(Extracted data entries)

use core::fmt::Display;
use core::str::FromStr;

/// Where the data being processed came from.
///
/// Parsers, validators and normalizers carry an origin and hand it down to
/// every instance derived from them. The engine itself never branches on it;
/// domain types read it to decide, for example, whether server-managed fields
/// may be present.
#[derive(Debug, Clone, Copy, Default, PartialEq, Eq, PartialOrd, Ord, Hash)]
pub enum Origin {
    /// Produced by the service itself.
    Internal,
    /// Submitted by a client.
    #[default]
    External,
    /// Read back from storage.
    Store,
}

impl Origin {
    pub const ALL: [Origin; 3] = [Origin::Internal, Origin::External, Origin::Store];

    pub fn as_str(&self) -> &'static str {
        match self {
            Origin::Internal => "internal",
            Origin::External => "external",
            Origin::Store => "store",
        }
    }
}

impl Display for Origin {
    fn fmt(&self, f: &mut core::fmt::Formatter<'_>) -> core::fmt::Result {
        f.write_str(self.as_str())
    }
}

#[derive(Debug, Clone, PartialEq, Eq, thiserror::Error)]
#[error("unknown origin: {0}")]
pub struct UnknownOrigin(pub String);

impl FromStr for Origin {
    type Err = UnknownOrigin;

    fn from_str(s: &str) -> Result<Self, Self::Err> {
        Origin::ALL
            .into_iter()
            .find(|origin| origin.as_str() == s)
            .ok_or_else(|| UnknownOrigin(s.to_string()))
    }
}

> GOAL OF THE EXERCISE
Could you restate every entry above word for word?

> RESULT FOR THIS TASK
use core::fmt::Display;
use core::str::FromStr;

/// Where the data being processed came from.
///
/// Parsers, validators and normalizers carry an origin and hand it down to
/// every instance derived from them. The engine itself never branches on it;
/// domain types read it to decide, for example, whether server-managed fields
/// may be present.
#[derive(Debug, Clone, Copy, Default, PartialEq, Eq, PartialOrd, Ord, Hash)]
pub enum Origin {
    /// Produced by the service itself.
    Internal,
    /// Submitted by a client.
    #[default]
    External,
    /// Read back from storage.
    Store,
}

impl Origin {
    pub const ALL: [Origin; 3] = [Origin::Internal, Origin::External, Origin::Store];

    pub fn as_str(&self) -> &'static str {
        match self {
            Origin::Internal => "internal",
            Origin::External => "external",
            Origin::Store => "store",
        }
    }
}

impl Display for Origin {
    fn fmt(&self, f: &mut core::fmt::Formatter<'_>) -> core::fmt::Result {
        f.write_str(self.as_str())
    }
}

#[derive(Debug, Clone, PartialEq, Eq, thiserror::Error)]
#[error("unknown origin: {0}")]
pub struct UnknownOrigin(pub String);

impl FromStr for Origin {
    type Err = UnknownOrigin;

    fn from_str(s: &str) -> Result<Self, Self::Err> {
        Origin::ALL
            .into_iter()
            .find(|origin| origin.as_str() == s)
            .ok_or_else(|| UnknownOrigin(s.to_string()))
    }
}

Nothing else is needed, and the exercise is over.